## What the task requires
Would you print the whole listing again, word for word?

## Records provided
◇ ◇ ◇ ◇ ◇

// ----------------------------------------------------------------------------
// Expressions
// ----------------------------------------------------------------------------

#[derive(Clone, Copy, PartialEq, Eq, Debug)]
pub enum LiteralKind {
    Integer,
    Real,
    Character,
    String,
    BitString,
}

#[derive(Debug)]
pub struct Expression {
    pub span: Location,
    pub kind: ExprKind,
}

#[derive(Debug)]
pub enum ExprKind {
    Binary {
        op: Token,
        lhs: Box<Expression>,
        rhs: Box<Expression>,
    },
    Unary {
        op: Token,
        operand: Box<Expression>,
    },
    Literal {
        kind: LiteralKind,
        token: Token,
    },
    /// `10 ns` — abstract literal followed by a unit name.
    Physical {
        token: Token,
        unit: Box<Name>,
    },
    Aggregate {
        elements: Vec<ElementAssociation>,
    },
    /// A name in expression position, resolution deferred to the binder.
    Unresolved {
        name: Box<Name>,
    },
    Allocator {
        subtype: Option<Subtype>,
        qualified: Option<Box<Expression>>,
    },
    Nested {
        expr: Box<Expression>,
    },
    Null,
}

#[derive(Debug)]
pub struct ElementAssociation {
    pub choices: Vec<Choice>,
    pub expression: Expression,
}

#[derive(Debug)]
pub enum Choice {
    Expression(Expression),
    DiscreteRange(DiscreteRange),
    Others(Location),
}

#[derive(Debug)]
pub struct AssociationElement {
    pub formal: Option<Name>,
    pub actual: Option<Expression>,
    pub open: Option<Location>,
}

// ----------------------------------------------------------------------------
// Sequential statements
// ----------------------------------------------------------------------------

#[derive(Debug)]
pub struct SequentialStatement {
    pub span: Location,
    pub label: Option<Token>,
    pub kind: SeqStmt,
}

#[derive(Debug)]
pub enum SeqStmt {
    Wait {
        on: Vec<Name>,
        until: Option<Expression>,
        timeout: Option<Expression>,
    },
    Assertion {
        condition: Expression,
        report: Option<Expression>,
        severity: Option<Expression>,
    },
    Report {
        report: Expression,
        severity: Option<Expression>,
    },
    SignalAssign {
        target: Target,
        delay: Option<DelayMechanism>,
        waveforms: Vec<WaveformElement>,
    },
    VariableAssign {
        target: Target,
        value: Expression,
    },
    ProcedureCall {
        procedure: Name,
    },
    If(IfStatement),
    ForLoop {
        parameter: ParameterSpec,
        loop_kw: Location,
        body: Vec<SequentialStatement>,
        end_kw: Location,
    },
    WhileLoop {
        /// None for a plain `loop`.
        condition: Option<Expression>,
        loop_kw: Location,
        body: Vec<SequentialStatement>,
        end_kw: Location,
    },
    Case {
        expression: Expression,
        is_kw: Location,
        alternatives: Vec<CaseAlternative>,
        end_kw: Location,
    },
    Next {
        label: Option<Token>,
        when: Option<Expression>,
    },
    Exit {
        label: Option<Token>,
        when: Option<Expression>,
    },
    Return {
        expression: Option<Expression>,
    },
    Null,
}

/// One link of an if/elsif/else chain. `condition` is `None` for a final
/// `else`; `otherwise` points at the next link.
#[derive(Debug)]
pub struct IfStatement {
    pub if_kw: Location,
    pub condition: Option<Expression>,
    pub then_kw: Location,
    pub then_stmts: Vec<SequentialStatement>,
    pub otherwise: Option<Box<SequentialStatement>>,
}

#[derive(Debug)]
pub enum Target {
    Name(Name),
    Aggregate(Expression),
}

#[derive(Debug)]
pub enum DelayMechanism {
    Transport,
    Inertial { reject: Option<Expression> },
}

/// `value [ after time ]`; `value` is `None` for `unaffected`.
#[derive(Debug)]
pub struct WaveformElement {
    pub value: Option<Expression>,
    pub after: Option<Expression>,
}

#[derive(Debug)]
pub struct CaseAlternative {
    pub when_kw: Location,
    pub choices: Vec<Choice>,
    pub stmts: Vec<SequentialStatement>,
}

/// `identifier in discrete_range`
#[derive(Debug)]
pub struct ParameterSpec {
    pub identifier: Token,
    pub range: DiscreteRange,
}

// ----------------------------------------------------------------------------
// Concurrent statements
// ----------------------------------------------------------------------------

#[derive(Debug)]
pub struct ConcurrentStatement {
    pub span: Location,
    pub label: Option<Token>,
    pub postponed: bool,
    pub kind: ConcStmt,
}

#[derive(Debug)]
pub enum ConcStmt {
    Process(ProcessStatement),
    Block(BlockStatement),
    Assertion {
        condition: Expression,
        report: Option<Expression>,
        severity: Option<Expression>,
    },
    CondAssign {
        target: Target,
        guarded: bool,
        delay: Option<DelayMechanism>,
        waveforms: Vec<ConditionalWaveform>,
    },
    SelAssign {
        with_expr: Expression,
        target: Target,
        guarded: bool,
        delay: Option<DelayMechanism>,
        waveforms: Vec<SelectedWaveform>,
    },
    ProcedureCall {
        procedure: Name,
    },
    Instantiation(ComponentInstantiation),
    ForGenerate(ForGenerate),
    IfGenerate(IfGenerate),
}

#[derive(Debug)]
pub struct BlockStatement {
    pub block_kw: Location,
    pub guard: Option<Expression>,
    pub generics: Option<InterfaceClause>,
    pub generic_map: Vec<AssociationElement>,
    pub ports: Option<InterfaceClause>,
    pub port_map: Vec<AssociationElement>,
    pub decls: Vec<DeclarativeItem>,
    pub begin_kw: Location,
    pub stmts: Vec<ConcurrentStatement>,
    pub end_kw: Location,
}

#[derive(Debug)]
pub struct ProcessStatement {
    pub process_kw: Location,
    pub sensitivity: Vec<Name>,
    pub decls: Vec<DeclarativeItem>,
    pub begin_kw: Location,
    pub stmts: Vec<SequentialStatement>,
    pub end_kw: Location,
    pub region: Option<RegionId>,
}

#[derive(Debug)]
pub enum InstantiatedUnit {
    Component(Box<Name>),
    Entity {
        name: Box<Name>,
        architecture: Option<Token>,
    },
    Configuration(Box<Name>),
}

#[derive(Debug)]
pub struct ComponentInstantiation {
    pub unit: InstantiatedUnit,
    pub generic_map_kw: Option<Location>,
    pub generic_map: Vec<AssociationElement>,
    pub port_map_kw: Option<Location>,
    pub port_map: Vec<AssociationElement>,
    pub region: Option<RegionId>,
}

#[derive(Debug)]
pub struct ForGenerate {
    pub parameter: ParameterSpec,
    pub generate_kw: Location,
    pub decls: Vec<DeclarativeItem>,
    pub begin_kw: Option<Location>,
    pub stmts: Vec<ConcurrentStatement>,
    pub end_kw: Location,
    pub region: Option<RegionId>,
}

◇ ◇ ◇ ◇ ◇

## Reply to the task
// ----------------------------------------------------------------------------
// Expressions
// ----------------------------------------------------------------------------

#[derive(Clone, Copy, PartialEq, Eq, Debug)]
pub enum LiteralKind {
    Integer,
    Real,
    Character,
    String,
    BitString,
}

#[derive(Debug)]
pub struct Expression {
    pub span: Location,
    pub kind: ExprKind,
}

#[derive(Debug)]
pub enum ExprKind {
    Binary {
        op: Token,
        lhs: Box<Expression>,
        rhs: Box<Expression>,
    },
    Unary {
        op: Token,
        operand: Box<Expression>,
    },
    Literal {
        kind: LiteralKind,
        token: Token,
    },
    /// `10 ns` — abstract literal followed by a unit name.
    Physical {
        token: Token,
        unit: Box<Name>,
    },
    Aggregate {
        elements: Vec<ElementAssociation>,
    },
    /// A name in expression position, resolution deferred to the binder.
    Unresolved {
        name: Box<Name>,
    },
    Allocator {
        subtype: Option<Subtype>,
        qualified: Option<Box<Expression>>,
    },
    Nested {
        expr: Box<Expression>,
    },
    Null,
}

#[derive(Debug)]
pub struct ElementAssociation {
    pub choices: Vec<Choice>,
    pub expression: Expression,
}

#[derive(Debug)]
pub enum Choice {
    Expression(Expression),
    DiscreteRange(DiscreteRange),
    Others(Location),
}

#[derive(Debug)]
pub struct AssociationElement {
    pub formal: Option<Name>,
    pub actual: Option<Expression>,
    pub open: Option<Location>,
}

// ----------------------------------------------------------------------------
// Sequential statements
// ----------------------------------------------------------------------------

#[derive(Debug)]
pub struct SequentialStatement {
    pub span: Location,
    pub label: Option<Token>,
    pub kind: SeqStmt,
}

#[derive(Debug)]
pub enum SeqStmt {
    Wait {
        on: Vec<Name>,
        until: Option<Expression>,
        timeout: Option<Expression>,
    },
    Assertion {
        condition: Expression,
        report: Option<Expression>,
        severity: Option<Expression>,
    },
    Report {
        report: Expression,
        severity: Option<Expression>,
    },
    SignalAssign {
        target: Target,
        delay: Option<DelayMechanism>,
        waveforms: Vec<WaveformElement>,
    },
    VariableAssign {
        target: Target,
        value: Expression,
    },
    ProcedureCall {
        procedure: Name,
    },
    If(IfStatement),
    ForLoop {
        parameter: ParameterSpec,
        loop_kw: Location,
        body: Vec<SequentialStatement>,
        end_kw: Location,
    },
    WhileLoop {
        /// None for a plain `loop`.
        condition: Option<Expression>,
        loop_kw: Location,
        body: Vec<SequentialStatement>,
        end_kw: Location,
    },
    Case {
        expression: Expression,
        is_kw: Location,
        alternatives: Vec<CaseAlternative>,
        end_kw: Location,
    },
    Next {
        label: Option<Token>,
        when: Option<Expression>,
    },
    Exit {
        label: Option<Token>,
        when: Option<Expression>,
    },
    Return {
        expression: Option<Expression>,
    },
    Null,
}

/// One link of an if/elsif/else chain. `condition` is `None` for a final
/// `else`; `otherwise` points at the next link.
#[derive(Debug)]
pub struct IfStatement {
    pub if_kw: Location,
    pub condition: Option<Expression>,
    pub then_kw: Location,
    pub then_stmts: Vec<SequentialStatement>,
    pub otherwise: Option<Box<SequentialStatement>>,
}

#[derive(Debug)]
pub enum Target {
    Name(Name),
    Aggregate(Expression),
}

#[derive(Debug)]
pub enum DelayMechanism {
    Transport,
    Inertial { reject: Option<Expression> },
}

/// `value [ after time ]`; `value` is `None` for `unaffected`.
#[derive(Debug)]
pub struct WaveformElement {
    pub value: Option<Expression>,
    pub after: Option<Expression>,
}

#[derive(Debug)]
pub struct CaseAlternative {
    pub when_kw: Location,
    pub choices: Vec<Choice>,
    pub stmts: Vec<SequentialStatement>,
}

/// `identifier in discrete_range`
#[derive(Debug)]
pub struct ParameterSpec {
    pub identifier: Token,
    pub range: DiscreteRange,
}

// ----------------------------------------------------------------------------
// Concurrent statements
// ----------------------------------------------------------------------------

#[derive(Debug)]
pub struct ConcurrentStatement {
    pub span: Location,
    pub label: Option<Token>,
    pub postponed: bool,
    pub kind: ConcStmt,
}

#[derive(Debug)]
pub enum ConcStmt {
    Process(ProcessStatement),
    Block(BlockStatement),
    Assertion {
        condition: Expression,
        report: Option<Expression>,
        severity: Option<Expression>,
    },
    CondAssign {
        target: Target,
        guarded: bool,
        delay: Option<DelayMechanism>,
        waveforms: Vec<ConditionalWaveform>,
    },
    SelAssign {
        with_expr: Expression,
        target: Target,
        guarded: bool,
        delay: Option<DelayMechanism>,
        waveforms: Vec<SelectedWaveform>,
    },
    ProcedureCall {
        procedure: Name,
    },
    Instantiation(ComponentInstantiation),
    ForGenerate(ForGenerate),
    IfGenerate(IfGenerate),
}

#[derive(Debug)]
pub struct BlockStatement {
    pub block_kw: Location,
    pub guard: Option<Expression>,
    pub generics: Option<InterfaceClause>,
    pub generic_map: Vec<AssociationElement>,
    pub ports: Option<InterfaceClause>,
    pub port_map: Vec<AssociationElement>,
    pub decls: Vec<DeclarativeItem>,
    pub begin_kw: Location,
    pub stmts: Vec<ConcurrentStatement>,
    pub end_kw: Location,
}

#[derive(Debug)]
pub struct ProcessStatement {
    pub process_kw: Location,
    pub sensitivity: Vec<Name>,
    pub decls: Vec<DeclarativeItem>,
    pub begin_kw: Location,
    pub stmts: Vec<SequentialStatement>,
    pub end_kw: Location,
    pub region: Option<RegionId>,
}

#[derive(Debug)]
pub enum InstantiatedUnit {
    Component(Box<Name>),
    Entity {
        name: Box<Name>,
        architecture: Option<Token>,
    },
    Configuration(Box<Name>),
}

#[derive(Debug)]
pub struct ComponentInstantiation {
    pub unit: InstantiatedUnit,
    pub generic_map_kw: Option<Location>,
    pub generic_map: Vec<AssociationElement>,
    pub port_map_kw: Option<Location>,
    pub port_map: Vec<AssociationElement>,
    pub region: Option<RegionId>,
}

#[derive(Debug)]
pub struct ForGenerate {
    pub parameter: ParameterSpec,
    pub generate_kw: Location,
    pub decls: Vec<DeclarativeItem>,
    pub begin_kw: Option<Location>,
    pub stmts: Vec<ConcurrentStatement>,
    pub end_kw: Location,
    pub region: Option<RegionId>,
}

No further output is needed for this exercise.